Records for this exercise Block Start

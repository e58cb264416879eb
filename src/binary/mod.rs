//! Contains the binary logic of jobsh: reading lines, turning them into jobs, and keeping the
//! terminal straight in an interactive session.

mod parse;

use self::parse::{parse_line, Redirect, Stage, Statement};
use jobsh::{
    builtins,
    shell::{signals, JobFlags},
    Io, IoChain, PipelineError, Process, Shell, Status,
};
use nix::{
    fcntl::OFlag,
    sys::signal::{self, Signal},
    unistd::{self, Pid},
};
use std::io::{self, BufRead, Write};

pub const MAN_JOBSH: &str = r#"NAME
    jobsh - a small shell with job control

SYNOPSIS
    jobsh [ -h | --help ] [-i] [-c COMMANDS] [--no-job-control] [--job-control=MODE]
          [--direct-reap] [--huponexit] [-v]

DESCRIPTION
    jobsh runs pipelines of commands, separated by ';', with their stages joined by '|'. A
    trailing '&' runs a pipeline in the background. The redirections '<', '>', '>>', and
    'N>&M' are understood. The builtins jobs, fg, and bg manage jobs.

OPTIONS
    -c COMMANDS
        evaluates the given commands instead of reading from standard input.

    -i or --interactive
        runs as an interactive session even if standard input is not a terminal.

    --no-job-control
        never places jobs in process groups of their own.

    --job-control=all|interactive|none
        chooses which jobs are placed in process groups of their own.

    --direct-reap
        reaps children on the waiting thread instead of a dedicated reaper thread.

    --huponexit
        sends SIGHUP to every remaining job when the shell exits.

    -v or --version
        prints the version, platform and revision of jobsh then exits.
"#;

/// What the caller should do after a line has run.
#[derive(Debug, Clone, Copy, PartialEq, Eq)]
pub enum Flow {
    Continue,
    Exit(Status),
}

/// Claims the terminal for the shell's own process group, waiting in the background until the
/// terminal is ours to take.
pub fn take_terminal() -> nix::Result<()> {
    loop {
        let group = unistd::getpgrp();
        if unistd::tcgetpgrp(sys::STDIN_FILENO)? == group {
            break;
        }
        signal::killpg(group, Signal::SIGTTIN)?;
    }

    sys::signals::ignore_terminal_stops();

    let pid = unistd::getpid();
    if unistd::getpgrp() != pid {
        if let Err(why) = unistd::setpgid(pid, pid) {
            log::warn!("could not put the shell in its own process group: {}", why);
        }
    }
    unistd::tcsetpgrp(sys::STDIN_FILENO, pid)
}

fn chain_for(redirects: &[Redirect]) -> Result<IoChain, PipelineError> {
    let mut chain = IoChain::new();
    for redirect in redirects {
        let io = match redirect {
            Redirect::Input { fd, path } => Io::file(*fd, path, OFlag::O_RDONLY)?,
            Redirect::Output { fd, path, append } => {
                let mode = if *append { OFlag::O_APPEND } else { OFlag::O_TRUNC };
                Io::file(*fd, path, OFlag::O_WRONLY | OFlag::O_CREAT | mode)?
            }
            Redirect::Duplicate { fd, source } => Io::duplicate(*fd, *source),
        };
        chain.push(io);
    }
    Ok(chain)
}

fn process_for(stage: &Stage) -> Result<Process, PipelineError> {
    let io = chain_for(&stage.redirects)?;
    let argv = stage.argv.clone();
    let process = match argv[0].as_str() {
        "exec" if argv.len() > 1 => Process::exec(argv[1..].to_vec()),
        name => match builtins::builtin(name) {
            Some(main) => Process::builtin(argv, main),
            None => Process::external(argv),
        },
    };
    Ok(process.with_io(io))
}

fn exit_request(statement: &Statement) -> Option<Status> {
    match statement.stages.as_slice() {
        [stage] if stage.argv[0] == "exit" => Some(
            stage
                .argv
                .get(1)
                .and_then(|code| code.parse::<i32>().ok())
                .map_or(Status::SUCCESS, Status::from_exit_code),
        ),
        _ => None,
    }
}

fn run_statement(shell: &mut Shell<'_>, statement: Statement) -> Result<(), PipelineError> {
    let stages = statement.stages.iter().map(process_for).collect::<Result<Vec<_>, _>>()?;

    let id = shell.create_job(&statement.text, IoChain::new(), !statement.background);
    if let Some(job) = shell.job_mut(id) {
        job.set_flag(JobFlags::NEGATE, statement.negate);
    }
    shell.run_job(id, stages)?;

    if statement.background && shell.opts().interactive {
        let group = shell.job(id).and_then(|job| job.pgid()).map_or(0, Pid::as_raw);
        eprintln!("[{}] {}", id, group);
    }
    Ok(())
}

/// Runs every pipeline of `line`, then reports on jobs that changed state.
pub fn execute_line(shell: &mut Shell<'_>, line: &str) -> Flow {
    let statements = match parse_line(line) {
        Ok(statements) => statements,
        Err(why) => {
            eprintln!("jobsh: {}", why);
            shell.set_previous_status(Status::bad_argument(""));
            return Flow::Continue;
        }
    };

    shell.clear_cancel();
    let mut flow = Flow::Continue;
    for statement in statements {
        if shell.cancel_requested() || shell.exit_requested() {
            break;
        }
        if let Some(status) = exit_request(&statement) {
            flow = Flow::Exit(status);
            break;
        }

        match run_statement(shell, statement) {
            Ok(()) => (),
            Err(PipelineError::CommandNotFound(_)) => (),
            Err(why) => {
                eprintln!("jobsh: {}", why);
                shell.set_previous_status(why.status());
            }
        }
    }

    let interactive = shell.opts().interactive;
    shell.reap(interactive);
    shell.update_jiffies();
    // An interrupt at the prompt only cancels the line being typed.
    signals::PENDING.fetch_and(!signals::SIGINT, std::sync::atomic::Ordering::SeqCst);
    if shell.exit_requested() {
        flow = Flow::Exit(Status::TERMINATED);
    }
    flow
}

/// Reads lines from standard input until it ends or a line asks to exit.
pub fn execute_stdin(shell: &mut Shell<'_>) -> Status {
    let interactive = shell.opts().interactive;
    let stdin = io::stdin();
    let mut lines = stdin.lock().lines();

    loop {
        if interactive {
            print!("jobsh$ ");
            let _ = io::stdout().flush();
        }

        let line = match lines.next() {
            Some(Ok(line)) => line,
            Some(Err(why)) => {
                log::warn!("could not read from standard input: {}", why);
                break;
            }
            None => break,
        };

        if let Flow::Exit(status) = execute_line(shell, &line) {
            return status;
        }
    }

    shell.previous_status()
}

Records for this exercise Block End

▶ **Required action**:
For the data shown above, give the number of lines where the word "warn" appears, and nothing else.

▶ **Written answer**:
2